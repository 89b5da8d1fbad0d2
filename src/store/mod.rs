//! Persistence layer: key/value stores behind the intro preference and seen-flags.

pub mod libsql_backend;
pub mod memory;
pub mod migrations;
pub mod preferences;
pub mod traits;

pub use libsql_backend::{LibSqlStore, open_durable_store};
pub use memory::MemoryStore;
pub use preferences::{PreferenceStore, storage_keys};
pub use traits::KeyValueStore;
//! Intro preference and the reduced-motion collaborator.

use serde::{Deserialize, Serialize};

use crate::error::SequencerError;

/// How often the visitor wants to see the intro.
#[derive(Debug, Clone, Copy, Default, PartialEq, Eq, Hash, Serialize, Deserialize)]
#[serde(rename_all = "snake_case")]
pub enum IntroPreference {
    /// Every page load.
    #[default]
    Always,
    /// Once per browsing session.
    Session,
    /// Only on the very first visit.
    Once,
    /// Never.
    Never,
}

impl IntroPreference {
    pub fn as_str(&self) -> &'static str {
        match self {
            Self::Always => "always",
            Self::Session => "session",
            Self::Once => "once",
            Self::Never => "never",
        }
    }
}

impl std::fmt::Display for IntroPreference {
    fn fmt(&self, f: &mut std::fmt::Formatter<'_>) -> std::fmt::Result {
        f.write_str(self.as_str())
    }
}

impl std::str::FromStr for IntroPreference {
    type Err = SequencerError;

    fn from_str(s: &str) -> Result<Self, Self::Err> {
        match s {
            "always" => Ok(Self::Always),
            "session" => Ok(Self::Session),
            "once" => Ok(Self::Once),
            "never" => Ok(Self::Never),
            other => Err(SequencerError::UnknownPreference(other.to_string())),
        }
    }
}

/// The persisted "seen" flags.
#[derive(Debug, Clone, Copy, Default, PartialEq, Eq, Serialize)]
pub struct SeenFlags {
    /// Durable across every future visit.
    pub ever: bool,
    /// Cleared when the browsing session ends.
    pub session: bool,
}

impl IntroPreference {
    /// Whether the intro should show for this preference given the seen flags.
    pub fn should_show(&self, flags: SeenFlags) -> bool {
        match self {
            Self::Always => true,
            Self::Session => !flags.session,
            Self::Once => !flags.ever,
            Self::Never => false,
        }
    }
}

/// OS-level reduced-motion accessibility query.
///
/// `None` means the host has no such API; that is treated as "animate".
pub trait MotionQuery: Send + Sync {
    fn prefers_reduced_motion(&self) -> Option<bool>;
}

/// A fixed answer, for hosts that resolve the query up front.
#[derive(Debug, Clone, Copy, Default)]
pub struct StaticMotion(pub Option<bool>);

impl MotionQuery for StaticMotion {
    fn prefers_reduced_motion(&self) -> Option<bool> {
        self.0
    }
}
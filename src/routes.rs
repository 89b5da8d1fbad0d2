//! WebSocket event stream + REST endpoints for the intro.

use std::sync::Arc;

use axum::{
    Json, Router,
    extract::{
        State,
        ws::{Message, WebSocket, WebSocketUpgrade},
    },
    http::StatusCode,
    response::IntoResponse,
    routing::{get, post},
};
use serde::Deserialize;
use tracing::{debug, info, warn};

use crate::intro::{IntroEvent, IntroPreference, IntroSite, Key};

/// Application state shared across handlers.
#[derive(Clone)]
pub struct AppState {
    pub site: Arc<IntroSite>,
}

/// Build the Axum router with the intro WebSocket and REST routes.
pub fn intro_routes(site: Arc<IntroSite>) -> Router {
    let state = AppState { site };

    Router::new()
        .route("/ws/intro", get(ws_handler))
        .route("/health", get(health))
        .route("/api/intro/status", get(status))
        .route("/api/intro/skip", post(skip))
        .route("/api/intro/key", post(key))
        .route("/api/intro/reload", post(reload))
        .route("/api/intro/session/end", post(end_session))
        .route(
            "/api/intro/preference",
            get(get_preference).put(put_preference),
        )
        .with_state(state)
}

// ── Health ──────────────────────────────────────────────────────────────

async fn health() -> impl IntoResponse {
    Json(serde_json::json!({
        "status": "ok",
        "service": "intro-sequencer"
    }))
}

// ── REST ────────────────────────────────────────────────────────────────

/// GET /api/intro/status
async fn status(State(state): State<AppState>) -> impl IntoResponse {
    Json(state.site.snapshot().await)
}

/// POST /api/intro/skip
///
/// The skip control. 202 when the request reached a mounted intro,
/// 409 when there is nothing to skip.
async fn skip(State(state): State<AppState>) -> impl IntoResponse {
    match state.site.skip().await {
        Ok(()) => (
            StatusCode::ACCEPTED,
            Json(serde_json::json!({"accepted": true})),
        ),
        Err(e) => (
            StatusCode::CONFLICT,
            Json(serde_json::json!({"error": e.to_string()})),
        ),
    }
}

#[derive(Deserialize)]
struct KeyBody {
    key: String,
}

/// POST /api/intro/key
async fn key(State(state): State<AppState>, Json(body): Json<KeyBody>) -> impl IntoResponse {
    let skipped = state.site.key_pressed(Key::from(body.key.as_str())).await;
    Json(serde_json::json!({"skipped": skipped}))
}

/// POST /api/intro/reload
///
/// Equivalent to a fresh page load.
async fn reload(State(state): State<AppState>) -> impl IntoResponse {
    Json(state.site.reload().await)
}

/// POST /api/intro/session/end
async fn end_session(State(state): State<AppState>) -> impl IntoResponse {
    state.site.end_session().await;
    StatusCode::NO_CONTENT
}

/// GET /api/intro/preference
async fn get_preference(State(state): State<AppState>) -> impl IntoResponse {
    let snapshot = state.site.snapshot().await;
    Json(serde_json::json!({"preference": snapshot.preference}))
}

#[derive(Deserialize)]
struct PreferenceBody {
    preference: String,
}

/// PUT /api/intro/preference
async fn put_preference(
    State(state): State<AppState>,
    Json(body): Json<PreferenceBody>,
) -> impl IntoResponse {
    match body.preference.parse::<IntroPreference>() {
        Ok(pref) => {
            state.site.set_preference(pref).await;
            (
                StatusCode::OK,
                Json(serde_json::json!({"preference": pref})),
            )
        }
        Err(e) => (
            StatusCode::BAD_REQUEST,
            Json(serde_json::json!({"error": e.to_string()})),
        ),
    }
}

// ── WebSocket ───────────────────────────────────────────────────────────

async fn ws_handler(ws: WebSocketUpgrade, State(state): State<AppState>) -> impl IntoResponse {
    info!("Intro renderer connecting");
    ws.on_upgrade(|socket| handle_socket(socket, state.site))
}

/// Actions a renderer can send.
#[derive(Debug, Deserialize)]
#[serde(tag = "action", rename_all = "snake_case")]
enum ClientAction {
    Skip,
    Key { key: String },
}

async fn sync_message(site: &IntroSite) -> IntroEvent {
    let snapshot = site.snapshot().await;
    IntroEvent::Sync {
        phase: snapshot.phase,
        should_show: snapshot.should_show,
        is_complete: snapshot.is_complete,
        preference: snapshot.preference,
    }
}

async fn send_event(socket: &mut WebSocket, event: &IntroEvent) -> bool {
    match serde_json::to_string(event) {
        Ok(json) => socket.send(Message::Text(json.into())).await.is_ok(),
        Err(e) => {
            warn!("Failed to serialize intro event: {}", e);
            true
        }
    }
}

async fn handle_socket(mut socket: WebSocket, site: Arc<IntroSite>) {
    // Subscribe before the snapshot so nothing falls between the two.
    let mut rx = site.subscribe();

    let sync = sync_message(&site).await;
    if !send_event(&mut socket, &sync).await {
        warn!("Failed to send initial sync, renderer disconnected");
        return;
    }

    loop {
        tokio::select! {
            result = rx.recv() => {
                match result {
                    Ok(event) => {
                        if !send_event(&mut socket, &event).await {
                            debug!("Renderer disconnected during send");
                            break;
                        }
                    }
                    Err(tokio::sync::broadcast::error::RecvError::Lagged(n)) => {
                        warn!(missed = n, "Intro renderer lagged behind broadcast");
                        let sync = sync_message(&site).await;
                        if !send_event(&mut socket, &sync).await {
                            break;
                        }
                    }
                    Err(tokio::sync::broadcast::error::RecvError::Closed) => {
                        debug!("Broadcast channel closed");
                        break;
                    }
                }
            }

            result = socket.recv() => {
                match result {
                    Some(Ok(Message::Text(text))) => {
                        handle_client_message(&text, &site).await;
                    }
                    Some(Ok(Message::Ping(data))) => {
                        if socket.send(Message::Pong(data)).await.is_err() {
                            break;
                        }
                    }
                    Some(Ok(Message::Close(_))) | None => {
                        info!("Intro renderer disconnected");
                        break;
                    }
                    Some(Err(e)) => {
                        warn!("WebSocket error: {}", e);
                        break;
                    }
                    _ => {}
                }
            }
        }
    }
}

async fn handle_client_message(text: &str, site: &IntroSite) {
    let action: ClientAction = match serde_json::from_str(text) {
        Ok(a) => a,
        Err(e) => {
            warn!(raw = %text, "Invalid renderer action: {}", e);
            return;
        }
    };

    match action {
        ClientAction::Skip => {
            if let Err(e) = site.skip().await {
                debug!("Skip ignored: {}", e);
            }
        }
        ClientAction::Key { key } => {
            site.key_pressed(Key::from(key.as_str())).await;
        }
    }
}
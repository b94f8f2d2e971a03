//! PrivaLens Aggregate Metrics
//!
//! Pure, stateless functions deriving cross-profile summary metrics from a
//! session's result set. Analyses with an `error` are excluded from every
//! numeric rollup but are still grouped for display.

use privalens_core::{Platform, ProfileAnalysis, SettingValue};
use serde::{Deserialize, Serialize};
use std::collections::BTreeMap;

/// One profile inside a platform group, keeping its originating URL for
/// display alongside the analysis fields.
#[derive(Debug, Clone, PartialEq, Serialize, Deserialize)]
pub struct PlatformEntry {
    pub url: String,
    #[serde(flatten)]
    pub analysis: ProfileAnalysis,
}

/// Cross-profile summary computed on demand from stored analyses
#[derive(Debug, Clone, PartialEq, Serialize, Deserialize)]
pub struct AggregateSummary {
    pub overall_score: u32,
    pub public_info_count: usize,
    pub third_party_access: u32,
    pub by_platform: BTreeMap<Platform, Vec<PlatformEntry>>,
}

impl AggregateSummary {
    pub fn compute(results: &BTreeMap<String, ProfileAnalysis>) -> Self {
        Self {
            overall_score: overall_score(results),
            public_info_count: public_info_count(results),
            third_party_access: third_party_access_estimate(results),
            by_platform: group_by_platform(results),
        }
    }
}

/// Arithmetic mean of `privacy_score` over non-failed entries, rounded to
/// the nearest integer. Zero when no entry is eligible.
pub fn overall_score(results: &BTreeMap<String, ProfileAnalysis>) -> u32 {
    let scores: Vec<u32> = results
        .values()
        .filter(|analysis| !analysis.is_failed())
        .map(|analysis| u32::from(analysis.risk_assessment.privacy_score))
        .collect();

    if scores.is_empty() {
        return 0;
    }
    let sum: u32 = scores.iter().sum();
    (f64::from(sum) / scores.len() as f64).round() as u32
}

/// Heuristic exposure count: settings across non-failed entries whose
/// value is boolean `true` or a string containing "public". Exactly this
/// rule, nothing more.
pub fn public_info_count(results: &BTreeMap<String, ProfileAnalysis>) -> usize {
    results
        .values()
        .filter(|analysis| !analysis.is_failed())
        .flat_map(|analysis| analysis.privacy_settings.values())
        .filter(|value| match value {
            SettingValue::Bool(flag) => *flag,
            SettingValue::Text(text) => text.contains("public"),
        })
        .count()
}

/// Capped heuristic for third-party app access, derived from the number of
/// non-failed profiles: `min(2n + min(n, 4), 12)`. The deterministic
/// second term replaces the randomized one this estimate historically
/// carried; it is monotonically non-decreasing in the profile count and
/// bounded above by 12.
pub fn third_party_access_estimate(results: &BTreeMap<String, ProfileAnalysis>) -> u32 {
    let count = results
        .values()
        .filter(|analysis| !analysis.is_failed())
        .count() as u32;

    if count == 0 {
        return 0;
    }
    (2 * count + count.min(4)).min(12)
}

/// Partition entries by platform, preserving the result map's iteration
/// order within each group. Every entry appears exactly once, failed
/// analyses included: grouping is for display, not numeric rollup.
pub fn group_by_platform(
    results: &BTreeMap<String, ProfileAnalysis>,
) -> BTreeMap<Platform, Vec<PlatformEntry>> {
    let mut grouped: BTreeMap<Platform, Vec<PlatformEntry>> = BTreeMap::new();
    for (url, analysis) in results {
        grouped
            .entry(analysis.platform)
            .or_default()
            .push(PlatformEntry {
                url: url.clone(),
                analysis: analysis.clone(),
            });
    }
    grouped
}
//! Error types for PrivaLens Core

use thiserror::Error;

#[derive(Debug, Error)]
pub enum Error {
    #[error("Validation error: {0}")]
    Validation(String),

    #[error("Session not found: {0}")]
    SessionNotFound(String),

    #[error("Analysis error: {0}")]
    Analysis(String),

    #[error("Session store error: {0}")]
    Store(String),

    #[error("Serialization error: {0}")]
    Serialization(#[from] serde_json::Error),
}

pub type Result<T> = std::result::Result<T, Error>;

■ **Exercise brief**: Show every line in the entries where the string "browsing" occurs.

■ **Your response**:
    /// Once per browsing session.
    /// Cleared when the browsing session ends.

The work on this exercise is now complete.